Provided entries below:

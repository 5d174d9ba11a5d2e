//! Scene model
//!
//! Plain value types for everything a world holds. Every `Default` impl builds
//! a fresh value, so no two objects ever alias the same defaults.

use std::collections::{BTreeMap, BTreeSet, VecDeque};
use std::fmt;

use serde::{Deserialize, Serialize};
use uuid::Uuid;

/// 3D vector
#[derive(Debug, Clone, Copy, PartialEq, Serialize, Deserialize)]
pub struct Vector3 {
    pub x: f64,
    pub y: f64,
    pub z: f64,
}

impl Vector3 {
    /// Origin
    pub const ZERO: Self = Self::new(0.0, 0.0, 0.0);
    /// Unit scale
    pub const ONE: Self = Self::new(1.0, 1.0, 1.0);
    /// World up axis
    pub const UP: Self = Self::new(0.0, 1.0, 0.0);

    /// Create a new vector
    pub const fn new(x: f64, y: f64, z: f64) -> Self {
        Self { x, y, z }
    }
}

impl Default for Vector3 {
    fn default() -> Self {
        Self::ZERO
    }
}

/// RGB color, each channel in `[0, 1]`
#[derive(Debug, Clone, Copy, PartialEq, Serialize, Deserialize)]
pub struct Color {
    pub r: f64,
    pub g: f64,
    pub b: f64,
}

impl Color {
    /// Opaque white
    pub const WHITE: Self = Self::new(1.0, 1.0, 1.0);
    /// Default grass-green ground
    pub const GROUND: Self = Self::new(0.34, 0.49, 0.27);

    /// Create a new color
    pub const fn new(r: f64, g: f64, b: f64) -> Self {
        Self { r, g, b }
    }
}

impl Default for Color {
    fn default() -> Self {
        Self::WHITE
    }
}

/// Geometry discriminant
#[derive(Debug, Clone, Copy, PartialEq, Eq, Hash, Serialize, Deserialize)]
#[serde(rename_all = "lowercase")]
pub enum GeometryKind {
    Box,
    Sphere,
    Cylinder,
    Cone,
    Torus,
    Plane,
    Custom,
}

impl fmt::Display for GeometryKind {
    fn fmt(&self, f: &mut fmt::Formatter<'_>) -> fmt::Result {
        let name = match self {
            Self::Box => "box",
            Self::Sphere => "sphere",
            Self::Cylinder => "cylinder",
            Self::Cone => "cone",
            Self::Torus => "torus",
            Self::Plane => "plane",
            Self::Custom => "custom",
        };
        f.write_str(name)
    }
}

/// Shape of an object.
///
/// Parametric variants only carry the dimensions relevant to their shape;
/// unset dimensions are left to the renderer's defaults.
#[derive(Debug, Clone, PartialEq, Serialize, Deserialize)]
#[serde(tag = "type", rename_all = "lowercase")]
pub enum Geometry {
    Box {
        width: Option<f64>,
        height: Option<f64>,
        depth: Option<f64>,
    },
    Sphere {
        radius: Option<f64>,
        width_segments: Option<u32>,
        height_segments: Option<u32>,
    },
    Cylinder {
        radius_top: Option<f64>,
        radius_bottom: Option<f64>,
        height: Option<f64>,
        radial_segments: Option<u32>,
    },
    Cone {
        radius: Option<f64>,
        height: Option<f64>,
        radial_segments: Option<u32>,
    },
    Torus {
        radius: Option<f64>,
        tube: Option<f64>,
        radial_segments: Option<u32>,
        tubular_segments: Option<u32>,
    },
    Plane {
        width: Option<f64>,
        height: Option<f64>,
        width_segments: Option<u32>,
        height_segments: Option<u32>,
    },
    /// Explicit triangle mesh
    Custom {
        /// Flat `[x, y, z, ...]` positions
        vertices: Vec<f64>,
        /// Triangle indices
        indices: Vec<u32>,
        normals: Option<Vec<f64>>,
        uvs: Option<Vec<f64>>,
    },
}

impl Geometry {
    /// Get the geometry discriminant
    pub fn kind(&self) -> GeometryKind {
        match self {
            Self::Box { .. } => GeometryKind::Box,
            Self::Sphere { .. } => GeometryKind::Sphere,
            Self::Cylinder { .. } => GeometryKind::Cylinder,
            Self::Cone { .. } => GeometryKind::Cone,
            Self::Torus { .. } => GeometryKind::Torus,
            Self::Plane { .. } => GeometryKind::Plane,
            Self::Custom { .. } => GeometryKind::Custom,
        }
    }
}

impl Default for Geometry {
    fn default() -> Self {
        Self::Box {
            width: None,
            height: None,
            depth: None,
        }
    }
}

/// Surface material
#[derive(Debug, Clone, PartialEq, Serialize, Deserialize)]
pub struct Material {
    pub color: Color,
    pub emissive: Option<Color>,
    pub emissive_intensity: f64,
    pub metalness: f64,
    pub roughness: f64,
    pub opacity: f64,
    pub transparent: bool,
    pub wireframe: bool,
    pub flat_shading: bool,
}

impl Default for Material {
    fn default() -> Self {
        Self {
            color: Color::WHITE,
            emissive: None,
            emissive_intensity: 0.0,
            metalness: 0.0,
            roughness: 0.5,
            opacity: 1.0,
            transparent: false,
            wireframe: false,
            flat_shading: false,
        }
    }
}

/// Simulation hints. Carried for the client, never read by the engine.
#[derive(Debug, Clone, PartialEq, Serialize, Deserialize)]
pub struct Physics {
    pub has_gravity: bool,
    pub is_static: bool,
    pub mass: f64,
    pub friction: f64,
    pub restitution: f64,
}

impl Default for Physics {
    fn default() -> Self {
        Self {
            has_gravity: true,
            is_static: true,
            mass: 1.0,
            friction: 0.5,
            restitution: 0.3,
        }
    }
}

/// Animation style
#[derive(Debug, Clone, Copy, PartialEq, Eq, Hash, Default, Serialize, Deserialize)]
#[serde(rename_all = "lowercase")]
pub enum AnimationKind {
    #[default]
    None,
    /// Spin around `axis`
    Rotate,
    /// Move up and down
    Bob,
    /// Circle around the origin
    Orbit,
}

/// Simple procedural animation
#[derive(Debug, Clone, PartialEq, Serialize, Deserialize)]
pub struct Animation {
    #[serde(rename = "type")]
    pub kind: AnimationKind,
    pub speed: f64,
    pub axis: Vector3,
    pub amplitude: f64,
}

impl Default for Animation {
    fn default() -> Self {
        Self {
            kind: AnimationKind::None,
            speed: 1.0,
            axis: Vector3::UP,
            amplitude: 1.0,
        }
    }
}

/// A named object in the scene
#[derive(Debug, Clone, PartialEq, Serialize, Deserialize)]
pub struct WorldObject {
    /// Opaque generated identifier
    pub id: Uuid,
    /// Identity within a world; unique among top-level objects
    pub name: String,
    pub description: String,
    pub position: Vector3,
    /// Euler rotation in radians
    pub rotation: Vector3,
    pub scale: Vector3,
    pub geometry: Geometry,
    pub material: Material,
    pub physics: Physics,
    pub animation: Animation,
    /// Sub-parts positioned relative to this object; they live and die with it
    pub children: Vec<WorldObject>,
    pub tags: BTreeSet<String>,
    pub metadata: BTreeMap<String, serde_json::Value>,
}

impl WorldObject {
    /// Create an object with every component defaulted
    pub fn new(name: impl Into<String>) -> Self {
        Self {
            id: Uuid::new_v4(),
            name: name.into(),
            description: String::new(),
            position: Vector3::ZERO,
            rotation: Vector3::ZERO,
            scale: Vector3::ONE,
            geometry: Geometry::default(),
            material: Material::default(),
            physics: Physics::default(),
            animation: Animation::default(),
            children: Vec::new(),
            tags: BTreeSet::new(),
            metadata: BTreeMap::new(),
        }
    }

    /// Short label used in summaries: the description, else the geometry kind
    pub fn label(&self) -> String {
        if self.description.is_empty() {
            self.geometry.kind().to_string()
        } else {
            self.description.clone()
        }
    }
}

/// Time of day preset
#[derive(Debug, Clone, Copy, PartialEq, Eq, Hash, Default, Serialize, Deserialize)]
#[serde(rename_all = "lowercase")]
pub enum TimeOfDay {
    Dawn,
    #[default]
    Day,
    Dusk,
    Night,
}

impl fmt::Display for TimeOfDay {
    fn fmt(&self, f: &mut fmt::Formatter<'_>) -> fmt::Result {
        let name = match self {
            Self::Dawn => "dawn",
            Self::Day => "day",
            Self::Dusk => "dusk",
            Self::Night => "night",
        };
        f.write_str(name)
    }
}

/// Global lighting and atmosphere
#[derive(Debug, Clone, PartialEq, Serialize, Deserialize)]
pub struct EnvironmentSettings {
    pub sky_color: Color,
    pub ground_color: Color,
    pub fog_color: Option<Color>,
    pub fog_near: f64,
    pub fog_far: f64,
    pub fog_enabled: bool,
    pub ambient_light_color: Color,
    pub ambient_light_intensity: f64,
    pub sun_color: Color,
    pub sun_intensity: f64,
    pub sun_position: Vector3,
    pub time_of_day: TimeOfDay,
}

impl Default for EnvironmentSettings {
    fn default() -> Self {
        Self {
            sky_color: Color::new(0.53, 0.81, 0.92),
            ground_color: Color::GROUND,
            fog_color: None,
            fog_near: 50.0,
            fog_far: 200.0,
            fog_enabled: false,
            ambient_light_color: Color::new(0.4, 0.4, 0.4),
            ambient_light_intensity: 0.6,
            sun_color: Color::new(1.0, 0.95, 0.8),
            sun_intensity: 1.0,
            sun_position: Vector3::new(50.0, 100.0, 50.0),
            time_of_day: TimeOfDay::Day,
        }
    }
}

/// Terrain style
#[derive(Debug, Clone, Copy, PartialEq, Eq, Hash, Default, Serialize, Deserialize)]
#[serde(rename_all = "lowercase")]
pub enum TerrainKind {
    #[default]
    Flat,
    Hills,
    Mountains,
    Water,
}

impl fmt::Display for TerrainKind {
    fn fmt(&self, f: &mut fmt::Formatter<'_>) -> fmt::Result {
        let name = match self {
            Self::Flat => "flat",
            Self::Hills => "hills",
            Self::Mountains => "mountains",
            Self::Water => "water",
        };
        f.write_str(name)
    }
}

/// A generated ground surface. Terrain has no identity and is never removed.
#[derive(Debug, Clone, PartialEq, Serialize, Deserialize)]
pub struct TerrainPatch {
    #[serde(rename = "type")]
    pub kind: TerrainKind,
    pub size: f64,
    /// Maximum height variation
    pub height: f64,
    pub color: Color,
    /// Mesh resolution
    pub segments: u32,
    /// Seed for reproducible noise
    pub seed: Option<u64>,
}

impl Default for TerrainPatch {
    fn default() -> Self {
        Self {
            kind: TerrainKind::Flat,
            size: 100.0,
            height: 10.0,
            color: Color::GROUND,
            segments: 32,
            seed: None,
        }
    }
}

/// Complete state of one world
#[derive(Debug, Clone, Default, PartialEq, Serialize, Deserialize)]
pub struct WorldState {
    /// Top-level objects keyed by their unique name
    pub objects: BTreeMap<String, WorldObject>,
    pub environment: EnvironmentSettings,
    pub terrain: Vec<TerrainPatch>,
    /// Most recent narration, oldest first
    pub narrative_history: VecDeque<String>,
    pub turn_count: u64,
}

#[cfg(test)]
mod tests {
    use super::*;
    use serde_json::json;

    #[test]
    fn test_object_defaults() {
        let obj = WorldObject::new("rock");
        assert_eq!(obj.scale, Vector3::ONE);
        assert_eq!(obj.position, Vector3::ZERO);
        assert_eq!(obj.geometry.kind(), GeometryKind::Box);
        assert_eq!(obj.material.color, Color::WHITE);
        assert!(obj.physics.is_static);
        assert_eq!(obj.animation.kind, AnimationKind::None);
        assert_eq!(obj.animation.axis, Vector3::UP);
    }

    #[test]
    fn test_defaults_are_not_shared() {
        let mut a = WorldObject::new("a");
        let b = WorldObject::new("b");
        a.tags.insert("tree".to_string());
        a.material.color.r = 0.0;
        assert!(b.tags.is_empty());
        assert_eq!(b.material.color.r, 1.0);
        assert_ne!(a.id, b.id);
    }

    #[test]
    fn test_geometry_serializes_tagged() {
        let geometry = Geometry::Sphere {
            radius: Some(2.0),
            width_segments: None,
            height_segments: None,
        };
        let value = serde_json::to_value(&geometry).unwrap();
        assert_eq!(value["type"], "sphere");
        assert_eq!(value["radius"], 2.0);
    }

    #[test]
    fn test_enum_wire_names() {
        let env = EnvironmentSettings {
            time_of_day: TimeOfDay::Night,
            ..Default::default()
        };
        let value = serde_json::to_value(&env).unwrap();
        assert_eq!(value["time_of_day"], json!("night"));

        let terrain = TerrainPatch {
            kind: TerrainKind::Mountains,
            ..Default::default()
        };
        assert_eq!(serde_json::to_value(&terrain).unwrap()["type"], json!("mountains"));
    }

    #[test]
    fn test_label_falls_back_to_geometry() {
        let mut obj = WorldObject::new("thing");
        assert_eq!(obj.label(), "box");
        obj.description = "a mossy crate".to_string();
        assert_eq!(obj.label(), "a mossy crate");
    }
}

End of Provided entries.

### Work request
The answer must be one number: how many lines in the material above contain the word "Uuid".

### Exercise answer
3